SoxR belongs to the MerR family of transcriptional regulators and is a sensor for the superoxide anion (O2) that is generated, for example, by redox-cycling compounds such as methyl viologen (paraquat [PQ]). SoxR is activated by O2- dependent reversible one-electron oxidation of its iron-sulfur center (10, 12, 20). Nitric oxide (NO) also activates SoxR, however, by a different mechanism than that observed for O2. The NO-dependent activation takes place via nitrosylation of iron-sulfur centers with displacement of sulfide to form dinitrosyl-iron-dithiol(cysteine) complexes (9).
Both the active and the inactive forms of SoxR bind the target promoters, but only the active form stimulates transcription, probably by promoting an allosteric rearrangement of the SoxR-DNA complex that favors transcription initiation (22, 18, 21). Notably, SoxR activates the expression of a single gene, soxS, which encodes the global transcriptional activator SoxS (18).
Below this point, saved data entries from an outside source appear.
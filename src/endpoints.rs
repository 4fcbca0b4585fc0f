//! The API endpoints URIs.
//!
//! For endpoints that take a parameter, e.g., '/api/expenses/{expense_id}', use [format_endpoint].

/// The expense tracker page.
pub const ROOT: &str = "/";
/// The route for the expense form to post to.
pub const EXPENSES_FORM: &str = "/expenses";
/// The route for the delete buttons on the expense tracker page.
pub const DELETE_EXPENSE_FORM: &str = "/expenses/{expense_id}";
/// The page to display when an internal server error occurs.
pub const INTERNAL_ERROR_VIEW: &str = "/error";

/// The route to list and create expenses.
pub const EXPENSES_API: &str = "/api/expenses";
/// The route to delete a single expense.
pub const EXPENSE_API: &str = "/api/expenses/{expense_id}";

/// Replace the parameter in `endpoint_path` with `id`.
///
/// A parameter is a string that starts with a left brace, followed by
/// lowercase letters or underscores, and ends with a right brace.
/// For example, in the endpoint path '/expenses/{expense_id}', '{expense_id}' is the parameter.
///
/// This function assumes that an endpoint path only contains ASCII characters
/// and a single parameter.
///
/// If no parameter is found in `endpoint_path`, the function returns the
/// the original `endpoint_path`.
pub fn format_endpoint(endpoint_path: &str, id: i64) -> String {
    let Some(param_start) = endpoint_path.find('{') else {
        return endpoint_path.to_owned();
    };

    let param_end = endpoint_path[param_start..]
        .find('}')
        .map(|offset| param_start + offset + 1)
        .unwrap_or(endpoint_path.len());

    format!(
        "{}{}{}",
        &endpoint_path[..param_start],
        id,
        &endpoint_path[param_end..]
    )
}
//! Expense records: the domain type, its database table, the service layer
//! and the JSON API.

mod api;
mod db;
mod domain;
mod service;

pub use api::{create_expense_endpoint, delete_expense_endpoint, list_expenses_endpoint};
pub use db::create_expense_table;
pub use domain::{Expense, ExpenseId, NewExpense};
pub use service::ExpenseService;
//! The service layer that the REST API and the in-process client share.

use std::sync::{Arc, Mutex, MutexGuard};

use axum::extract::FromRef;
use rusqlite::Connection;

use crate::{
    AppState, Error,
    expense::{
        Expense, ExpenseId, NewExpense,
        db::{create_expense, delete_expense, get_all_expenses},
    },
};

/// Lists, creates and deletes expenses in the database.
#[derive(Debug, Clone)]
pub struct ExpenseService {
    db_connection: Arc<Mutex<Connection>>,
}

impl FromRef<AppState> for ExpenseService {
    fn from_ref(state: &AppState) -> Self {
        Self::new(state.db_connection.clone())
    }
}

impl ExpenseService {
    /// Create a service over a shared, initialised database connection.
    pub fn new(db_connection: Arc<Mutex<Connection>>) -> Self {
        Self { db_connection }
    }

    /// Get every expense, most recent first.
    ///
    /// # Errors
    /// Returns [Error::DatabaseLockError] if the database lock is poisoned,
    /// or [Error::SqlError] if the query fails.
    pub fn list_expenses(&self) -> Result<Vec<Expense>, Error> {
        let connection = self.connection()?;
        get_all_expenses(&connection)
    }

    /// Save a new expense. The fields are stored as given.
    ///
    /// # Errors
    /// Returns [Error::DatabaseLockError] if the database lock is poisoned,
    /// or [Error::SqlError] if the insert fails.
    pub fn create_expense(&self, new_expense: NewExpense) -> Result<Expense, Error> {
        let connection = self.connection()?;
        let expense = create_expense(new_expense, &connection)?;
        tracing::debug!("created expense {}", expense.id);

        Ok(expense)
    }

    /// Delete the expense with `id`, if it exists.
    ///
    /// # Errors
    /// Returns [Error::DatabaseLockError] if the database lock is poisoned,
    /// or [Error::SqlError] if the delete fails. Deleting a missing expense
    /// is not an error.
    pub fn delete_expense(&self, id: ExpenseId) -> Result<(), Error> {
        let connection = self.connection()?;
        match delete_expense(id, &connection)? {
            0 => tracing::debug!("expense {id} was already deleted"),
            _ => tracing::debug!("deleted expense {id}"),
        }

        Ok(())
    }

    fn connection(&self) -> Result<MutexGuard<'_, Connection>, Error> {
        self.db_connection
            .lock()
            .inspect_err(|error| tracing::error!("could not acquire database lock: {error}"))
            .map_err(|_| Error::DatabaseLockError)
    }
}

#[cfg(test)]
mod expense_service_tests {
    use std::sync::{Arc, Mutex};

    use rusqlite::Connection;
    use time::macros::datetime;

    use crate::{
        db::initialize,
        expense::{ExpenseService, NewExpense},
    };

    fn get_test_service() -> ExpenseService {
        let connection = Connection::open_in_memory().unwrap();
        initialize(&connection).unwrap();

        ExpenseService::new(Arc::new(Mutex::new(connection)))
    }

    #[test]
    fn list_is_empty_for_new_database() {
        let service = get_test_service();

        let got = service.list_expenses().expect("Could not list expenses");

        assert!(got.is_empty());
    }

    #[test]
    fn created_expense_appears_once_in_list() {
        let service = get_test_service();
        service
            .create_expense(NewExpense::new("Rent", 400.0, "Housing"))
            .unwrap();

        let created = service
            .create_expense(NewExpense::new("Lunch", 12.5, "Food"))
            .expect("Could not create expense");

        let got = service.list_expenses().expect("Could not list expenses");
        let matches: Vec<_> = got
            .iter()
            .filter(|expense| expense.id == created.id)
            .collect();
        assert_eq!(got.len(), 2);
        assert_eq!(matches, vec![&created]);
        assert_eq!(created.title, "Lunch");
        assert_eq!(created.amount, 12.5);
        assert_eq!(created.category, "Food");
    }

    #[test]
    fn list_is_most_recent_first() {
        let service = get_test_service();
        let older = service
            .create_expense(NewExpense::new("Old", 1.0, "A").date(datetime!(2024-01-01 0:00 UTC)))
            .unwrap();
        let newer = service
            .create_expense(NewExpense::new("New", 2.0, "B").date(datetime!(2024-02-01 0:00 UTC)))
            .unwrap();

        let got = service.list_expenses().unwrap();

        assert_eq!(got, vec![newer, older]);
    }

    #[test]
    fn delete_removes_only_that_expense() {
        let service = get_test_service();
        let keep = service
            .create_expense(NewExpense::new("Keep", 1.0, "A"))
            .unwrap();
        let remove = service
            .create_expense(NewExpense::new("Remove", 2.0, "A"))
            .unwrap();

        service
            .delete_expense(remove.id)
            .expect("Could not delete expense");

        assert_eq!(service.list_expenses().unwrap(), vec![keep]);
    }

    #[test]
    fn delete_twice_is_not_an_error() {
        let service = get_test_service();
        let expense = service
            .create_expense(NewExpense::new("Lunch", 12.5, "Food"))
            .unwrap();

        service.delete_expense(expense.id).unwrap();
        let second = service.delete_expense(expense.id);

        assert_eq!(second, Ok(()));
        assert!(service.list_expenses().unwrap().is_empty());
    }
}
//! The interface the client state uses to reach the expense backend.

use std::future::Future;

use crate::{
    Error,
    expense::{Expense, ExpenseId, ExpenseService, NewExpense},
};

/// The backend calls that [crate::ExpenseClient] depends on.
///
/// Implement this to point the client at a different backend, e.g. a fake
/// in tests.
pub trait ExpenseApi {
    /// Fetch every expense, most recent first.
    fn list(&self) -> impl Future<Output = Result<Vec<Expense>, Error>> + Send;

    /// Save a new expense.
    fn create(&self, new_expense: NewExpense) -> impl Future<Output = Result<Expense, Error>> + Send;

    /// Delete an expense. Deleting a missing expense succeeds.
    fn delete(&self, id: ExpenseId) -> impl Future<Output = Result<(), Error>> + Send;
}

/// An [ExpenseApi] that calls the service layer in the same process.
#[derive(Debug, Clone)]
pub struct LocalExpenseApi {
    service: ExpenseService,
}

impl LocalExpenseApi {
    /// Create an API client backed by `service`.
    pub fn new(service: ExpenseService) -> Self {
        Self { service }
    }
}

impl ExpenseApi for LocalExpenseApi {
    async fn list(&self) -> Result<Vec<Expense>, Error> {
        self.service.list_expenses()
    }

    async fn create(&self, new_expense: NewExpense) -> Result<Expense, Error> {
        self.service.create_expense(new_expense)
    }

    async fn delete(&self, id: ExpenseId) -> Result<(), Error> {
        self.service.delete_expense(id)
    }
}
SoxS has homology to the AraC/XylS family of regulators and activates expression of target genes by binding to their promoters and recruiting RNA polymerase (26) and/or by binding to their promoters after forming a complex with the polymerase (15, 28).
Thus the question is whether we can characterize the enzyme/DNA complex change via some microfluidic flow properties, electrical properties, or other chip-based signal.